— ASSIGNMENT —
The records are to be repeated in full. Every line must match.

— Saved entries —
* * * * *

use serde::Serialize;
use serde::de::DeserializeOwned;
use sqlx::Row;
use svenska_core::model::{DifficultyBand, UserId, UserProfile, UserProfileDraft};

use crate::repository::StorageError;

fn ser<E: core::fmt::Display>(e: E) -> StorageError {
    StorageError::Serialization(e.to_string())
}

pub(crate) fn to_json<T: Serialize>(value: &T) -> Result<String, StorageError> {
    serde_json::to_string(value).map_err(ser)
}

pub(crate) fn from_json<T: DeserializeOwned>(field: &'static str, raw: &str) -> Result<T, StorageError> {
    serde_json::from_str(raw)
        .map_err(|e| StorageError::Serialization(format!("{field}: {e}")))
}

pub(crate) fn user_id_from_str(raw: &str) -> Result<UserId, StorageError> {
    raw.parse::<UserId>().map_err(ser)
}

pub(crate) fn u64_to_i64(field: &'static str, v: u64) -> Result<i64, StorageError> {
    i64::try_from(v).map_err(|_| StorageError::Serialization(format!("{field} overflow")))
}

pub(crate) fn map_profile_row(row: &sqlx::sqlite::SqliteRow) -> Result<UserProfile, StorageError> {
    let id: String = row.try_get("id").map_err(ser)?;

    let level_i64: i64 = row.try_get("level").map_err(ser)?;
    let level = u32::try_from(level_i64)
        .map_err(|_| StorageError::Serialization(format!("invalid level: {level_i64}")))?;

    let points_i64: i64 = row.try_get("total_points").map_err(ser)?;
    let total_points = u64::try_from(points_i64)
        .map_err(|_| StorageError::Serialization(format!("invalid total_points: {points_i64}")))?;

    let difficulty_preference = row
        .try_get::<Option<String>, _>("difficulty_preference")
        .map_err(ser)?
        .map(|raw| raw.parse::<DifficultyBand>().map_err(ser))
        .transpose()?;

    let enabled_categories = row
        .try_get::<Option<String>, _>("enabled_categories")
        .map_err(ser)?
        .map(|raw| from_json("enabled_categories", &raw))
        .transpose()?;

    let completed_phrases: String = row.try_get("completed_phrases").map_err(ser)?;
    let completed_days: String = row.try_get("completed_days").map_err(ser)?;
    let badges: String = row.try_get("badges").map_err(ser)?;

    UserProfile::from_persisted(UserProfileDraft {
        user_id: user_id_from_str(&id)?,
        level,
        total_points,
        completed_phrases: from_json("completed_phrases", &completed_phrases)?,
        completed_days: from_json("completed_days", &completed_days)?,
        enabled_categories,
        difficulty_preference,
        badges: from_json("badges", &badges)?,
    })
    .map_err(ser)
}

* * * * *

— RESULT BELOW —
use serde::Serialize;
use serde::de::DeserializeOwned;
use sqlx::Row;
use svenska_core::model::{DifficultyBand, UserId, UserProfile, UserProfileDraft};

use crate::repository::StorageError;

fn ser<E: core::fmt::Display>(e: E) -> StorageError {
    StorageError::Serialization(e.to_string())
}

pub(crate) fn to_json<T: Serialize>(value: &T) -> Result<String, StorageError> {
    serde_json::to_string(value).map_err(ser)
}

pub(crate) fn from_json<T: DeserializeOwned>(field: &'static str, raw: &str) -> Result<T, StorageError> {
    serde_json::from_str(raw)
        .map_err(|e| StorageError::Serialization(format!("{field}: {e}")))
}

pub(crate) fn user_id_from_str(raw: &str) -> Result<UserId, StorageError> {
    raw.parse::<UserId>().map_err(ser)
}

pub(crate) fn u64_to_i64(field: &'static str, v: u64) -> Result<i64, StorageError> {
    i64::try_from(v).map_err(|_| StorageError::Serialization(format!("{field} overflow")))
}

pub(crate) fn map_profile_row(row: &sqlx::sqlite::SqliteRow) -> Result<UserProfile, StorageError> {
    let id: String = row.try_get("id").map_err(ser)?;

    let level_i64: i64 = row.try_get("level").map_err(ser)?;
    let level = u32::try_from(level_i64)
        .map_err(|_| StorageError::Serialization(format!("invalid level: {level_i64}")))?;

    let points_i64: i64 = row.try_get("total_points").map_err(ser)?;
    let total_points = u64::try_from(points_i64)
        .map_err(|_| StorageError::Serialization(format!("invalid total_points: {points_i64}")))?;

    let difficulty_preference = row
        .try_get::<Option<String>, _>("difficulty_preference")
        .map_err(ser)?
        .map(|raw| raw.parse::<DifficultyBand>().map_err(ser))
        .transpose()?;

    let enabled_categories = row
        .try_get::<Option<String>, _>("enabled_categories")
        .map_err(ser)?
        .map(|raw| from_json("enabled_categories", &raw))
        .transpose()?;

    let completed_phrases: String = row.try_get("completed_phrases").map_err(ser)?;
    let completed_days: String = row.try_get("completed_days").map_err(ser)?;
    let badges: String = row.try_get("badges").map_err(ser)?;

    UserProfile::from_persisted(UserProfileDraft {
        user_id: user_id_from_str(&id)?,
        level,
        total_points,
        completed_phrases: from_json("completed_phrases", &completed_phrases)?,
        completed_days: from_json("completed_days", &completed_days)?,
        enabled_categories,
        difficulty_preference,
        badges: from_json("badges", &badges)?,
    })
    .map_err(ser)
}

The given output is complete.